Our American fascist regime has decided to blame recent violence on “radical leftists,” in spite of well-documented research that most of these (white, male) shooters are right wing. They claim that anyone who tells the truth about the brutality of masked ICE agents is at fault for recent shootings. Anyone who stands up for freedom of speech for protesters, or due process for immigrant food truck vendors and grandmothers gets labeled a “radical leftist.” (Meanwhile the Department of Homeland Security regularly posts white supremacist kitsch on social media. They are desperate to find an excuse to unleash the power of their expensive weapons.)
Please understand: strategic nonviolence does not guarantee safety against the brutality of authoritarians. This is what Jesus was yelling out to the crowds: “See what they do when the wood is green?”
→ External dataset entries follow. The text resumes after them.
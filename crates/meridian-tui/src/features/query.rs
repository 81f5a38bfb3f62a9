//! Authenticated query form ("Ask an Advisor").
//!
//! Sender identity rides along from the session at submit time; the view
//! only collects subject and message.

use crossterm::event::{KeyCode, KeyEvent};
use meridian_core::session::Session;
use ratatui::Frame;
use ratatui::layout::Rect;
use ratatui::text::Line;
use ratatui::widgets::Paragraph;

use crate::common::fields::{busy_line, error_line, field_line, heading_line, hint_line, notice_line};
use crate::common::{TextField, field_input};
use crate::effects::UiEffect;

#[derive(Debug, Clone)]
pub struct QueryForm {
    pub subject: TextField,
    pub message: TextField,
    pub focus: usize,
    pub error: Option<String>,
    pub notice: Option<String>,
}

impl QueryForm {
    pub const FIELDS: usize = 2;

    pub fn new() -> Self {
        Self {
            subject: TextField::new("Subject"),
            message: TextField::new("Message"),
            focus: 0,
            error: None,
            notice: None,
        }
    }

    pub fn field_mut(&mut self, index: usize) -> &mut TextField {
        match index {
            0 => &mut self.subject,
            _ => &mut self.message,
        }
    }
}

pub fn handle_key(
    form: &mut QueryForm,
    session: &Session,
    busy: bool,
    key: KeyEvent,
) -> Vec<UiEffect> {
    match key.code {
        KeyCode::Tab | KeyCode::Down => {
            form.focus = (form.focus + 1) % QueryForm::FIELDS;
            vec![]
        }
        KeyCode::BackTab | KeyCode::Up => {
            form.focus = (form.focus + QueryForm::FIELDS - 1) % QueryForm::FIELDS;
            vec![]
        }
        KeyCode::Enter if !busy => match validate(form, session) {
            Ok(effect) => {
                form.error = None;
                form.notice = None;
                vec![effect]
            }
            Err(message) => {
                form.error = Some(message);
                vec![]
            }
        },
        KeyCode::Enter => vec![],
        _ => {
            field_input(form.field_mut(form.focus), key);
            vec![]
        }
    }
}

fn validate(form: &QueryForm, session: &Session) -> Result<UiEffect, String> {
    // The guard keeps anonymous visitors out of this view; a missing
    // identity here means the session was cleared underneath us.
    let identity = session
        .identity()
        .ok_or_else(|| "Your session has expired. Please sign in again.".to_string())?;
    if form.subject.is_empty() {
        return Err("Give your query a subject.".to_string());
    }
    if form.message.is_empty() {
        return Err("Write your question first.".to_string());
    }
    Ok(UiEffect::SendQuery {
        user_id: identity.id,
        name: identity.name.clone(),
        email: identity.email.clone(),
        subject: form.subject.trimmed().to_string(),
        message: form.message.trimmed().to_string(),
    })
}

pub fn render(frame: &mut Frame, form: &QueryForm, busy: bool, area: Rect) {
    let mut lines = vec![
        heading_line("Ask an Advisor"),
        Line::from(""),
        Line::from("Your advisor will reply to the email on your account."),
        Line::from(""),
        field_line(&form.subject, form.focus == 0),
        field_line(&form.message, form.focus == 1),
        Line::from(""),
    ];
    if let Some(message) = &form.error {
        lines.push(error_line(message));
    }
    if let Some(message) = &form.notice {
        lines.push(notice_line(message));
    }
    if busy {
        lines.push(busy_line("Sending…"));
    }
    lines.push(Line::from(""));
    lines.push(hint_line("Tab next field · Enter send · Esc back"));
    frame.render_widget(Paragraph::new(lines), area);
}

#[cfg(test)]
mod tests {
    use crossterm::event::KeyModifiers;
    use meridian_core::session::{Identity, Role};

    use super::*;

    fn signed_in() -> Session {
        let mut session = Session::new();
        session.complete_initial_check(Some(Identity {
            id: 11,
            name: "Kim Osei".to_string(),
            email: "kim@example.com".to_string(),
            phone: None,
            role: Role::Regular,
        }));
        session
    }

    fn press(code: KeyCode) -> KeyEvent {
        KeyEvent::new(code, KeyModifiers::NONE)
    }

    #[test]
    fn submit_carries_the_session_identity() {
        let mut form = QueryForm::new();
        form.subject.set_value("Fees");
        form.message.set_value("What is your management fee?");

        let effects = handle_key(&mut form, &signed_in(), false, press(KeyCode::Enter));
        match effects.as_slice() {
            [UiEffect::SendQuery {
                user_id,
                name,
                email,
                ..
            }] => {
                assert_eq!(*user_id, 11);
                assert_eq!(name, "Kim Osei");
                assert_eq!(email, "kim@example.com");
            }
            other => panic!("unexpected effects: {other:?}"),
        }
    }

    #[test]
    fn cleared_session_surfaces_inline() {
        let mut form = QueryForm::new();
        form.subject.set_value("Fees");
        form.message.set_value("What is your management fee?");

        let effects = handle_key(&mut form, &Session::new(), false, press(KeyCode::Enter));
        assert!(effects.is_empty());
        assert!(form.error.as_deref().unwrap().contains("expired"));
    }
}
The most important argument for strategic nonviolence is that it is simply more effective than armed resistance. Dr. Erica Chenowith studied the difference between violent and nonviolent protests and their effect on authoritarian regimes:
“Countries where resistance campaigns were nonviolent were 10 times as likely to transition to democracy compared to countries where resistance turned violent—regardless of whether the campaign succeeded or failed in the short term. Even when nonviolent campaigns were not immediately successful, Chenoweth and Stephan found, they still tended to empower moderates or reformers within the ruling elites who would gradually initiate changes.”
While I do believe, in a spiritual sense, that any violence I do to you I also do to myself and to Christ, I recognize this is not an insight that is easy to convey to those who already see me as an enemy. North American Christianity has denied the nonviolence of Christ for centuries, and instead embraced and further developed the religious violence of medieval and settler-colonial Europe. Strategic nonviolence is not about winning the hearts and minds of white supremacists and authoritarians. They have already been baptized into violence, washed in the blood of their enemies.
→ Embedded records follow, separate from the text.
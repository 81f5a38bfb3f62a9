//! Shared rendering for labeled form fields and inline banners.

use ratatui::style::{Color, Modifier, Style};
use ratatui::text::{Line, Span};
use unicode_segmentation::UnicodeSegmentation;

use super::TextField;

/// Renders one labeled field row. The focused row carries a pointer, a
/// highlighted label, and a visible cursor cell.
pub fn field_line(field: &TextField, focused: bool) -> Line<'static> {
    let pointer = if focused { "› " } else { "  " };
    let label_style = if focused {
        Style::default().fg(Color::Cyan)
    } else {
        Style::default().fg(Color::DarkGray)
    };
    let value_style = Style::default().fg(Color::White);

    let mut spans = vec![Span::styled(
        format!("{pointer}{:<20}", field.label),
        label_style,
    )];

    let display = field.display_value();
    if focused {
        let graphemes: Vec<&str> = display.graphemes(true).collect();
        let cursor = field.cursor().min(graphemes.len());
        let before: String = graphemes[..cursor].concat();
        let at: String = graphemes
            .get(cursor)
            .copied()
            .unwrap_or(" ")
            .to_string();
        let after: String = if cursor < graphemes.len() {
            graphemes[cursor + 1..].concat()
        } else {
            String::new()
        };
        spans.push(Span::styled(before, value_style));
        spans.push(Span::styled(
            at,
            Style::default().add_modifier(Modifier::REVERSED),
        ));
        spans.push(Span::styled(after, value_style));
    } else {
        spans.push(Span::styled(display, value_style));
    }

    Line::from(spans)
}

pub fn error_line(message: &str) -> Line<'static> {
    Line::from(Span::styled(
        message.to_string(),
        Style::default().fg(Color::Red),
    ))
}

pub fn notice_line(message: &str) -> Line<'static> {
    Line::from(Span::styled(
        message.to_string(),
        Style::default().fg(Color::Green),
    ))
}

pub fn busy_line(label: &str) -> Line<'static> {
    Line::from(Span::styled(
        label.to_string(),
        Style::default().fg(Color::Yellow),
    ))
}

pub fn hint_line(hint: &str) -> Line<'static> {
    Line::from(Span::styled(
        hint.to_string(),
        Style::default().fg(Color::DarkGray),
    ))
}

pub fn heading_line(title: &str) -> Line<'static> {
    Line::from(Span::styled(
        title.to_string(),
        Style::default()
            .fg(Color::White)
            .add_modifier(Modifier::BOLD),
    ))
}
But even strategic nonviolence requires a spiritual commitment. The choice to refrain from violence, to override the fight-or-flight response of my amygdala, is one that I have to choose to strengthen daily if I want to be able to “maintain nonviolent discipline,” as Dr. Lawrence says. Without prayer and meditation, without practicing restraint when I am angry, I cannot restrain my own violence.
And if I cannot restrain my own violence, how can I expect to change the violence of the world? And if I cannot restrain my own violence, how can I expect someone with much less self-knowledge, insight, or self-control to do so?
When I read Jesus’s words in Luke, I can hear the desperation in his voice: “Look, people. Look and do not turn your eyes away. This is what they do even when we are nonviolent. If you won’t choose the path of nonviolence for spiritual reasons, choose it for your survival.”